Tuesday 21 March 2017

Comic Review: The Avengers - Under Siege

PUBLISHER: MARVEL (1986-1987)
WRITER: ROGER STERN
ARTIST: JOHN BUSCEMA

Marvel in the mid-1980s was not an innovative place, especially in the main titles where the status quo tended to be maintained. The Avengers had a constantly shifting roster but nothing ever really happened to the team exactly; against this backdrop the group of issues that make up the Under Siege TPB are quite innovative, dealing with a concerted attempt to destroy the team.


The basics of this are deceptively simple as Helmut Zemo, son of the (dead at the time) Heinrich builds a new Masters of Evil. His plan is straightforward - to simply build a huge team that have the weight of numbers on the Avengers and just knock the shit out of them. It's a realisation of the sheer number of villains in the Marvel Universe if only they could work together that would later be revisited for the 'Acts of Vengeance' event and, with striking results, in Mark Millar's 'Old Man Logan' (Millar himself having previously used it in his own terrible Wanted series). The villains rounded up aren't exactly out of the top drawer - Moonstone, Mr Hyde, the Wrecking Crew, Tigershark, Rita DeMara's Yellowjacket, a mind-controlled Blackout, the Erik Josten version of Goliath, the Absorbing Man, Titania and the Fixer. However, there's a believable feel they could function as a unit despite some rivalry and it makes for fourteen supervillains, most fresh from close encounters with the current Avengers roster.

The Avengers themselves are being led by the Wasp. This is a great harbinger as Jan leading the team is always a good thing and while not all her storylines were particularly great (the whole domestic violence arc with Hank Pym is still clumsily unforgettable) when someone says Marvel didn't do character development you show them the Wasp with her evolution from Hank's ditzy sidekick to the leader of the Avengers. Captain America is still on the team but handling lots from his solo title with the backbone being Captain Marvel (the Monica Rambeau version), Hercules (the dumb version who's not happy with taking orders from Jan because he's a massive arse) and the Black Knight. Namor has also joined up controversially; the first issue deals with the repercussions of a former villain joining the team and then the resultant fall-out when he promptly buggers off to sort out some Atlantean stuff.
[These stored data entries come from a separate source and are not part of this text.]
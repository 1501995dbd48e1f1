//! # pairing-core
//!
//! Shared types for the pairing gateway.  This crate has no I/O, no async
//! runtime and no network code: everything in here can be unit tested with
//! plain `#[test]` functions.
//!
//! # Architecture overview (for beginners)
//!
//! The gateway drives a messaging-protocol client through its companion
//! login flow ("pairing"): the client asks the protocol servers for a short
//! pairing code, the user types that code on their phone, and once the phone
//! approves, the connection switches to *open* and the client holds a set of
//! credential files that can be reused later without pairing again.
//!
//! This crate defines the vocabulary the gateway uses to talk about that flow:
//!
//! - **`protocol`** – What the client tells us.  Connection-state updates
//!   (QR available, pairing code available, open, close) and credential
//!   updates (new `creds.json` content, new signal keys), plus the version and
//!   identity values handed to the client when it is created.
//!
//! - **`domain`** – Pure business rules.  Phone number normalisation, the
//!   "first code wins" pairing-code slot, and the cosmetic pairing-code
//!   formatter used in log output.

pub mod domain;
pub mod protocol;

// Re-export the most-used types at the crate root so callers can write
// `pairing_core::ConnectionUpdate` instead of the longer module path.
pub use domain::pairing_code::{
    format_code_value, format_pairing_code, CapturedCode, CodeSource, PairingCodeResponse,
    PairingCodeSlot,
};
pub use domain::phone::{PhoneError, PhoneNumber};
pub use protocol::credentials::{AuthState, CredentialUpdate, CREDS_FILE};
pub use protocol::events::{
    disconnect_reason, ClientEvent, ConnectionState, ConnectionUpdate, LastDisconnect, Resolution,
};
pub use protocol::identity::{ClientIdentity, ProtocolVersion};
//! Domain layer for pairing-gateway.
//!
//! Plain data: the server configuration and the JSON body returned on
//! errors.  Reading environment variables and parsing arguments happens in
//! `main.rs`; this layer only describes the result.

pub mod config;
pub mod messages;

pub use config::ServerConfig;
pub use messages::ApiResponse;
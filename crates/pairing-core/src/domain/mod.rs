//! Domain layer: pure rules about phone numbers and pairing codes.
//!
//! Nothing in here touches the filesystem, the network or a clock.

pub mod pairing_code;
pub mod phone;
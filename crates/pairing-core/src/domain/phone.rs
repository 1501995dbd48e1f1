//! Phone number normalisation.
//!
//! The protocol identifies accounts by the international phone number with
//! every formatting character removed (`+62 812-3456-789` → `628123456789`).
//! The normalised form is also used as the session directory name, so it must
//! never contain path separators; keeping digits only guarantees that.

use std::fmt;
use std::str::FromStr;

use thiserror::Error;

/// Error returned when a phone number cannot be used.
#[derive(Debug, Clone, PartialEq, Eq, Error)]
pub enum PhoneError {
    /// The input was absent, blank, or contained no digits at all.
    #[error("phone number is missing")]
    Missing,
}

/// A phone number reduced to its digits.
#[derive(Debug, Clone, PartialEq, Eq, Hash)]
pub struct PhoneNumber(String);

impl PhoneNumber {
    /// Strips every non-digit character from `raw`.
    ///
    /// # Errors
    ///
    /// Returns [`PhoneError::Missing`] if nothing is left after stripping.
    pub fn parse(raw: &str) -> Result<Self, PhoneError> {
        let digits: String = raw.chars().filter(char::is_ascii_digit).collect();
        if digits.is_empty() {
            return Err(PhoneError::Missing);
        }
        Ok(Self(digits))
    }

    /// Parses an optional raw value, treating `None` as missing.
    pub fn from_optional(raw: Option<&str>) -> Result<Self, PhoneError> {
        raw.map_or(Err(PhoneError::Missing), Self::parse)
    }

    pub fn as_str(&self) -> &str {
        &self.0
    }
}

impl FromStr for PhoneNumber {
    type Err = PhoneError;

    fn from_str(s: &str) -> Result<Self, Self::Err> {
        Self::parse(s)
    }
}

impl fmt::Display for PhoneNumber {
    fn fmt(&self, f: &mut fmt::Formatter<'_>) -> fmt::Result {
        f.write_str(&self.0)
    }
}
//! Session directory → in-memory zip archive.
//!
//! Only the regular files directly inside the directory are packed, each
//! under its bare file name.  Subdirectories are skipped, not descended
//! into.  A directory that does not exist yields a valid, empty archive.
//!
//! Entries are sorted by name and carry a fixed timestamp, so the same
//! directory contents always produce the same bytes.

use std::io::{Cursor, ErrorKind, Write};
use std::path::{Path, PathBuf};

use thiserror::Error;
use tracing::debug;
use zip::result::ZipError;
use zip::write::SimpleFileOptions;
use zip::{CompressionMethod, DateTime, ZipWriter};

/// Ways building an archive can fail.
#[derive(Debug, Error)]
pub enum ArchiveError {
    #[error("failed to list {}: {source}", path.display())]
    ReadDir {
        path: PathBuf,
        #[source]
        source: std::io::Error,
    },

    #[error("failed to read {}: {source}", path.display())]
    ReadFile {
        path: PathBuf,
        #[source]
        source: std::io::Error,
    },

    #[error("zip encoding failed: {0}")]
    Zip(#[from] ZipError),
}

/// Packs the regular files of `dir` into a zip archive held in memory.
pub async fn build_archive(dir: &Path) -> Result<Vec<u8>, ArchiveError> {
    let files = collect_files(dir).await?;

    let mut writer = ZipWriter::new(Cursor::new(Vec::new()));
    let options = SimpleFileOptions::default()
        .compression_method(CompressionMethod::Deflated)
        .last_modified_time(DateTime::default());

    for (name, contents) in &files {
        writer.start_file(name.as_str(), options)?;
        writer.write_all(contents).map_err(ZipError::Io)?;
    }

    let bytes = writer.finish()?.into_inner();
    debug!(
        "archived {} files from {} ({} bytes)",
        files.len(),
        dir.display(),
        bytes.len()
    );
    Ok(bytes)
}

/// Reads every regular file of `dir`, sorted by name.
async fn collect_files(dir: &Path) -> Result<Vec<(String, Vec<u8>)>, ArchiveError> {
    let read_dir_err = |source: std::io::Error| ArchiveError::ReadDir {
        path: dir.to_path_buf(),
        source,
    };

    let mut entries = match tokio::fs::read_dir(dir).await {
        Ok(entries) => entries,
        Err(e) if e.kind() == ErrorKind::NotFound => return Ok(Vec::new()),
        Err(e) => return Err(read_dir_err(e)),
    };

    let mut files = Vec::new();
    while let Some(entry) = entries.next_entry().await.map_err(read_dir_err)? {
        let path = entry.path();
        let file_type = entry.file_type().await.map_err(|source| ArchiveError::ReadFile {
            path: path.clone(),
            source,
        })?;
        if !file_type.is_file() {
            continue;
        }
        let name = entry.file_name().to_string_lossy().into_owned();
        let contents = match tokio::fs::read(&path).await {
            Ok(contents) => contents,
            // Removed since it was listed (a deleted key file).
            Err(e) if e.kind() == ErrorKind::NotFound => continue,
            Err(source) => return Err(ArchiveError::ReadFile { path, source }),
        };
        files.push((name, contents));
    }

    files.sort_by(|a, b| a.0.cmp(&b.0));
    Ok(files)
}

#[cfg(test)]
mod tests {
    use super::*;
    use std::io::Read;
    use zip::ZipArchive;

    fn entries(bytes: Vec<u8>) -> Vec<(String, Vec<u8>)> {
        let mut archive = ZipArchive::new(Cursor::new(bytes)).unwrap();
        (0..archive.len())
            .map(|i| {
                let mut file = archive.by_index(i).unwrap();
                let mut contents = Vec::new();
                file.read_to_end(&mut contents).unwrap();
                (file.name().to_string(), contents)
            })
            .collect()
    }

    #[tokio::test]
    async fn test_regular_files_only() {
        // Arrange: three files and two subdirectories (one non-empty).
        let tmp = tempfile::tempdir().unwrap();
        std::fs::write(tmp.path().join("creds.json"), br#"{"a":1}"#).unwrap();
        std::fs::write(tmp.path().join("pre-key-1.json"), b"{}").unwrap();
        std::fs::write(tmp.path().join("session-628.json"), b"[]").unwrap();
        std::fs::create_dir(tmp.path().join("empty")).unwrap();
        std::fs::create_dir(tmp.path().join("nested")).unwrap();
        std::fs::write(tmp.path().join("nested").join("inner.json"), b"x").unwrap();

        // Act
        let bytes = build_archive(tmp.path()).await.unwrap();

        // Assert
        let names: Vec<String> = entries(bytes).into_iter().map(|(n, _)| n).collect();
        assert_eq!(names, ["creds.json", "pre-key-1.json", "session-628.json"]);
    }

    #[tokio::test]
    async fn test_contents_are_preserved() {
        let tmp = tempfile::tempdir().unwrap();
        let creds = br#"{"registrationId":1234,"me":{"id":"628123456789:1@s.whatsapp.net"}}"#;
        std::fs::write(tmp.path().join("creds.json"), creds).unwrap();

        let bytes = build_archive(tmp.path()).await.unwrap();

        let files = entries(bytes);
        assert_eq!(files.len(), 1);
        assert_eq!(files[0].1, creds.to_vec());
    }

    #[tokio::test]
    async fn test_empty_dir_gives_empty_archive() {
        let tmp = tempfile::tempdir().unwrap();

        let bytes = build_archive(tmp.path()).await.unwrap();

        assert!(entries(bytes).is_empty());
    }

    #[tokio::test]
    async fn test_missing_dir_gives_empty_archive() {
        let tmp = tempfile::tempdir().unwrap();

        let bytes = build_archive(&tmp.path().join("does-not-exist")).await.unwrap();

        assert!(entries(bytes).is_empty());
    }

    #[tokio::test]
    async fn test_output_is_deterministic() {
        let tmp = tempfile::tempdir().unwrap();
        std::fs::write(tmp.path().join("b.json"), b"2").unwrap();
        std::fs::write(tmp.path().join("a.json"), b"1").unwrap();

        let first = build_archive(tmp.path()).await.unwrap();
        let second = build_archive(tmp.path()).await.unwrap();

        assert_eq!(first, second);
    }
}
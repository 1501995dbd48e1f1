//! Pairing code handling: capture slot, response normalisation and display
//! formatting.
//!
//! # Where do codes come from?
//!
//! A pairing session can learn a code three ways:
//!
//! ```text
//! request_pairing_code(phone)  ──►  "ABCD1234" or {"code":"ABCD1234"}
//! connection update            ──►  {"qr": "2@abc..."}
//! connection update            ──►  {"pairingCode": "ABCD1234"}
//! ```
//!
//! Whichever arrives first is kept in a [`PairingCodeSlot`]; later codes are
//! dropped so the user never sees the code change under them.

use serde::Deserialize;
use serde_json::Value;

/// Maximum number of characters in one display group.
const GROUP_LEN: usize = 4;

/// Groups `code` into hyphen-separated chunks of at most four characters.
///
/// This is a display nicety for log output only.  The code itself is opaque
/// and is never parsed.
///
/// # Example
///
/// ```rust
/// use pairing_core::format_pairing_code;
///
/// assert_eq!(format_pairing_code("ABCD1234"), "ABCD-1234");
/// assert_eq!(format_pairing_code("ABCDE"), "ABCD-E");
/// assert_eq!(format_pairing_code(""), "");
/// ```
pub fn format_pairing_code(code: &str) -> String {
    let chars: Vec<char> = code.chars().collect();
    chars
        .chunks(GROUP_LEN)
        .map(|group| group.iter().collect::<String>())
        .collect::<Vec<_>>()
        .join("-")
}

/// Formats a loosely-typed code value.
///
/// String values are grouped with [`format_pairing_code`]; any other JSON
/// shape is returned unchanged.
pub fn format_code_value(value: &Value) -> Value {
    match value {
        Value::String(code) => Value::String(format_pairing_code(code)),
        other => other.clone(),
    }
}

/// Result of a pairing-code request.
///
/// Client implementations disagree on the shape: some return the bare code,
/// some wrap it in an object.  Both are accepted.  The wrapped `code` is kept
/// as raw JSON because nothing guarantees it is a string.
#[derive(Debug, Clone, PartialEq, Deserialize)]
#[serde(untagged)]
pub enum PairingCodeResponse {
    /// `"ABCD1234"`
    Bare(String),
    /// `{"code": "ABCD1234"}`
    Structured { code: Value },
}

impl PairingCodeResponse {
    /// Returns the code value regardless of the response shape.
    pub fn into_value(self) -> Value {
        match self {
            Self::Bare(code) => Value::String(code),
            Self::Structured { code } => code,
        }
    }
}

impl From<String> for PairingCodeResponse {
    fn from(code: String) -> Self {
        Self::Bare(code)
    }
}

/// Where a captured code came from.
#[derive(Debug, Clone, Copy, PartialEq, Eq)]
pub enum CodeSource {
    /// Returned by an explicit pairing-code request.
    Requested,
    /// Carried by a connection update as a scannable QR payload.
    Qr,
    /// Carried by a connection update as a pairing code.
    PairingEvent,
}

impl CodeSource {
    /// Short label for log output.
    pub fn label(self) -> &'static str {
        match self {
            Self::Requested => "requested",
            Self::Qr => "qr",
            Self::PairingEvent => "pairing-event",
        }
    }
}

/// A code held by a [`PairingCodeSlot`].
#[derive(Debug, Clone, PartialEq, Eq)]
pub struct CapturedCode {
    pub source: CodeSource,
    pub code: String,
}

impl CapturedCode {
    /// The code grouped for human display.
    pub fn display(&self) -> String {
        format_pairing_code(&self.code)
    }
}

/// Write-once holder for the session's pairing code.
#[derive(Debug, Default)]
pub struct PairingCodeSlot {
    captured: Option<CapturedCode>,
}

impl PairingCodeSlot {
    pub fn new() -> Self {
        Self::default()
    }

    /// Stores `code` if the slot is still empty.
    ///
    /// Returns `true` when the code was stored, `false` when an earlier code
    /// was already captured (the slot is left untouched).
    pub fn capture(&mut self, source: CodeSource, code: impl Into<String>) -> bool {
        if self.captured.is_some() {
            return false;
        }
        self.captured = Some(CapturedCode {
            source,
            code: code.into(),
        });
        true
    }

    pub fn get(&self) -> Option<&CapturedCode> {
        self.captured.as_ref()
    }
}

// ── Tests ─────────────────────────────────────────────────────────────────────
//! Gateway configuration types.
//!
//! [`ServerConfig`] is built once at startup (from CLI arguments and
//! environment variables, see `main.rs`) and shared read-only by every
//! request afterwards.

use std::net::SocketAddr;
use std::path::PathBuf;
use std::time::Duration;

use pairing_core::{ClientIdentity, PhoneNumber};

/// Default handshake deadline.
pub const DEFAULT_AUTH_TIMEOUT: Duration = Duration::from_millis(90_000);

/// Delay between a terminal handshake outcome and client logout/end.
pub const DEFAULT_TEARDOWN_DELAY: Duration = Duration::from_millis(1_000);

/// All runtime configuration for the gateway.
#[derive(Debug, Clone)]
pub struct ServerConfig {
    /// Address the HTTP server binds to.
    pub bind_addr: SocketAddr,

    /// Parent directory for per-phone session directories.
    ///
    /// Each request works in `<session_path>/<phone digits>`.
    pub session_path: PathBuf,

    /// How long to wait for the connection to open before giving up.
    pub auth_timeout: Duration,

    /// How long after the outcome the client is logged out and ended.
    pub teardown_delay: Duration,

    /// Identity strings shown in the phone's linked-devices list.
    pub client_identity: ClientIdentity,

    /// WebSocket URL of the protocol daemon.
    pub protocol_endpoint: String,
}

impl ServerConfig {
    /// Returns the session directory used for `phone`.
    pub fn session_dir_for(&self, phone: &PhoneNumber) -> PathBuf {
        self.session_path.join(phone.as_str())
    }
}

impl Default for ServerConfig {
    /// | Field             | Default                 |
    /// |-------------------|-------------------------|
    /// | bind_addr         | `0.0.0.0:3000`          |
    /// | session_path      | `<temp dir>/sessions`   |
    /// | auth_timeout      | 90 seconds              |
    /// | teardown_delay    | 1 second                |
    /// | client_identity   | `Ubuntu,Chrome,20.0.04` |
    /// | protocol_endpoint | `ws://127.0.0.1:8787`   |
    fn default() -> Self {
        Self {
            bind_addr: SocketAddr::from(([0, 0, 0, 0], 3000)),
            session_path: std::env::temp_dir().join("sessions"),
            auth_timeout: DEFAULT_AUTH_TIMEOUT,
            teardown_delay: DEFAULT_TEARDOWN_DELAY,
            client_identity: ClientIdentity::default(),
            protocol_endpoint: "ws://127.0.0.1:8787".to_string(),
        }
    }
}

// ── Tests ─────────────────────────────────────────────────────────────────────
Zemo's plan then swings into action, capturing Avengers Mansion with only Jarvis in residence, sending a couple of minor villains to keep Captain America busy, adding the Black Knight to his captives when he arrives and using Blackout's powers to both shroud the mansion and imprison Monica. Hercules meanwhile gets held up drinking and doing dumb stuff at a bar; when the Wasp meets up with him and the they arrive back at the mansion he's overpowered and beaten into a coma while Captain America is similarly captured soon after he arrives. 

This leads to an excellent little issue where a barely-alive Hercules is in hospital, overseen by a distraught Jan as the last active Avenger (various handwaves accounting for Hawkeye and the West Coast branch as well as the Fantastic Four, back in the day when Marvel bothered with that sort of thought into the wider impact of a story) with Zemo dispatching the Absorbing Man and Titania to finish Hercules off. Scott Lang, the nomadic second Ant-Man arrives to help but it's largely all Jan who foils their attempt with the late arrival of Thor renewing her resolve.

There's then the fightback, which is eminently predictable but well-written as the Wasp, Ant-Man and Thor (with low-key help from Doctor Druid, shortly before he joined the team) gradually free their team-mates and beat the bad guys, though not before Hyde has savagely battered Jarvis, Zemo has destroyed Captain America's possessions (including his only pictures of his family, something the character refuses to get riled by at the time only to break down when the crisis has passed) and much of the mansion is ruined. One impressive thing though is that aside from Zemo's control of Blackout failing it largely avoids the obvious idea of having the Masters turn on each other for no good reason.


Throughout it all Stern writes the characters well and gets across the trauma of the events even if there are some soapy suplots (like an emerging love triangle between the Wasp, the Black Knight and the mercenary Paladin) and while there's never any real doubt the good guys are going to pull through this one does put the Avengers in more of a corner than they had been in many a year even when up against the likes of Kang and the Kree-Skrull War. A solid story, if a little outdated.